「最前線で生まれつつある全ロシア的イデオロギー」

「最前線で生まれつつある全ロシア的イデオロギー」

新ロシアのイデオロギーは、現在ウクライナ戦線で形成されつつあります。この戦線には、既に確固たるイデオロギーを持ち、自発的に参加した人々がいます。彼らの中には、確信犯的な右翼(正教徒、君主主義者、国家主義者)、左翼(スターリン主義者、反グローバリスト)、左派右派(国民ボリシェヴィキ)、そして右派左派(ユーラシア主義者)が存在します。リベラル派は戦線では見られず、このイデオロギーは無視できないものとなっています。セミヨン・ペゴフが指摘するように、戦線では「兵士と民衆が肩を並べている」状況です。リベラル派が戦線に足を踏み入れると、彼らはリベラル派であることを止め、ロシア戦線の非リベラルなイデオロギーに溶け込むのです。多くの確信犯的なリベラル派は、紛争の初期に逃亡するか、後方で破壊活動に従事しています。

しかし、大多数の人々、特に動員された者たちは、イデオロギーを持たずに戦線に赴きます。彼らは国家によって派遣され、国家に従っています。当初のイデオロギーの欠如は、多くの脱走兵を生み出しました。彼らは、戦争の厳しさに直面し、死ぬ覚悟ができておらず、何のために死ぬのかを理解できませんでした。おそらく、従順に戦線や新たな領土に向かった一部の官僚も、イデオロギーではなく国家の命令で動いたのでしょう。理論上、国家が戦争の停止と平和への転換を命じれば、彼らも従うことでしょう。

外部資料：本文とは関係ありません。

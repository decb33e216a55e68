//! Storage area and control value table access.

use super::{
    super::{math, HintErrorKind},
    Engine, OpResult,
};

impl Engine<'_> {
    /// WS (0x42)
    pub(super) fn op_ws(&mut self) -> OpResult {
        let value = self.value_stack.pop()?;
        let index = self.value_stack.pop_usize()?;
        *self
            .storage
            .get_mut(index)
            .ok_or(HintErrorKind::InvalidStorageIndex(index))? = value;
        Ok(())
    }

    /// RS (0x43)
    pub(super) fn op_rs(&mut self) -> OpResult {
        let index = self.value_stack.pop_usize()?;
        let value = *self
            .storage
            .get(index)
            .ok_or(HintErrorKind::InvalidStorageIndex(index))?;
        self.value_stack.push(value)
    }

    /// WCVTP (0x44): writes a value already in pixel units.
    pub(super) fn op_wcvtp(&mut self) -> OpResult {
        let value = self.value_stack.pop()?;
        let index = self.value_stack.pop_usize()?;
        *self
            .cvt
            .get_mut(index)
            .ok_or(HintErrorKind::InvalidCvtIndex(index))? = value;
        Ok(())
    }

    /// WCVTF (0x70): writes a value in font units, scaling it first.
    pub(super) fn op_wcvtf(&mut self) -> OpResult {
        let value = self.value_stack.pop()?;
        let index = self.value_stack.pop_usize()?;
        *self
            .cvt
            .get_mut(index)
            .ok_or(HintErrorKind::InvalidCvtIndex(index))? =
            math::mul(value, self.graphics.retained.scale);
        Ok(())
    }

    /// RCVT (0x45): an out-of-range read yields zero rather than an
    /// error, matching widespread rasterizer behavior that fonts rely
    /// on.
    pub(super) fn op_rcvt(&mut self) -> OpResult {
        let index = self.value_stack.pop_usize()?;
        let value = self.cvt.get(index).copied().unwrap_or(0);
        self.value_stack.push(value)
    }

    pub(super) fn cvt_get(&self, index: usize) -> Result<i32, HintErrorKind> {
        self.cvt
            .get(index)
            .copied()
            .ok_or(HintErrorKind::InvalidCvtIndex(index))
    }
}

#[cfg(test)]
mod tests {
    use super::super::tests::MockState;
    use crate::hint::program::Program;

    #[test]
    fn storage_round_trip() {
        let mut state = MockState::new();
        // WS 3 <- 123, then RS 3.
        let bytecode = [0xB1, 3, 123, 0x42, 0xB0, 3, 0x43];
        state.engine(&bytecode).run(Program::Glyph).unwrap();
        assert_eq!(state.value_stack.pop().unwrap(), 123);
    }

    #[test]
    fn storage_index_is_checked() {
        let mut state = MockState::new();
        let bytecode = [0xB0, 200, 0x43];
        assert!(state.engine(&bytecode).run(Program::Glyph).is_err());
    }

    #[test]
    fn wcvtf_scales_by_instance() {
        let mut state = MockState::new();
        // 1000 font units at scale 640/1000 pixels: one em is 10px.
        let bytecode = [0xB9, 0, 2, 0x03, 0xE8, 0x70, 0xB0, 2, 0x45];
        state.engine(&bytecode).run(Program::Glyph).unwrap();
        assert_eq!(state.value_stack.pop().unwrap(), 640);
    }

    #[test]
    fn rcvt_out_of_range_reads_zero() {
        let mut state = MockState::new();
        let bytecode = [0xB0, 99, 0x45];
        state.engine(&bytecode).run(Program::Glyph).unwrap();
        assert_eq!(state.value_stack.pop().unwrap(), 0);
    }
}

しかし、これは理論上の話であり、実際には、戦争に巻き込まれたロシア人、たとえイデオロギー的に中立であっても、不可逆的に変化します。彼の人生はロシアのイデオロギーによって形作られ、もはや簡単に元に戻すことはできません。戦争が始まれば、勝利するまで続ける必要があります。従順な官僚は、自己認識の高いロシアの英雄となります。彼は戦争に送られましたが、その行動には遡及効果はありません。戦争中のロシア人は、臣民ではなく主体となります。戦争ではリベラルになることはできませんが、右翼、左翼、右派左派、左派右派になることは可能です。しかし、重要な点として、戦争に送られた大多数は、教条的な右派や左派に厳格に従うことはありません。

一部の人々はそうするかもしれませんが、大多数はそうではありません。新たなロシアのイデオロギーは、このようなロシア兵士の中から生まれるでしょう。それは教条的ではなく、直感的に、どちらかと言えば右派左派、または左派右派的な性質を持つでしょう。

ウクライナの戦線では、古代から現代に至るまでのロシア、帝国派もソビエト派も含め、全てのロシアが戦っています。このような戦争のイデオロギーは、自然と全ロシア的、全ロシア的なものであるべきです。

重傷を負い、グレーゾーンに取り残された兵士の話は、心を打ちました。彼は生き延びるためにスプーンで雪を食べ、重傷を負ったウクライナ人を助け、最終的に自分の陣営に這い戻りました。このような超人的な偉業は、思想の力、ヒロイズムの深さ、ロシアのイデオロギーの重要性を示しています。10日間出血し続け、体を引き裂く破片で満たされながら、血と爆発の中でスプーンで雪を食べることは、精神の力だけが成し遂げられることです。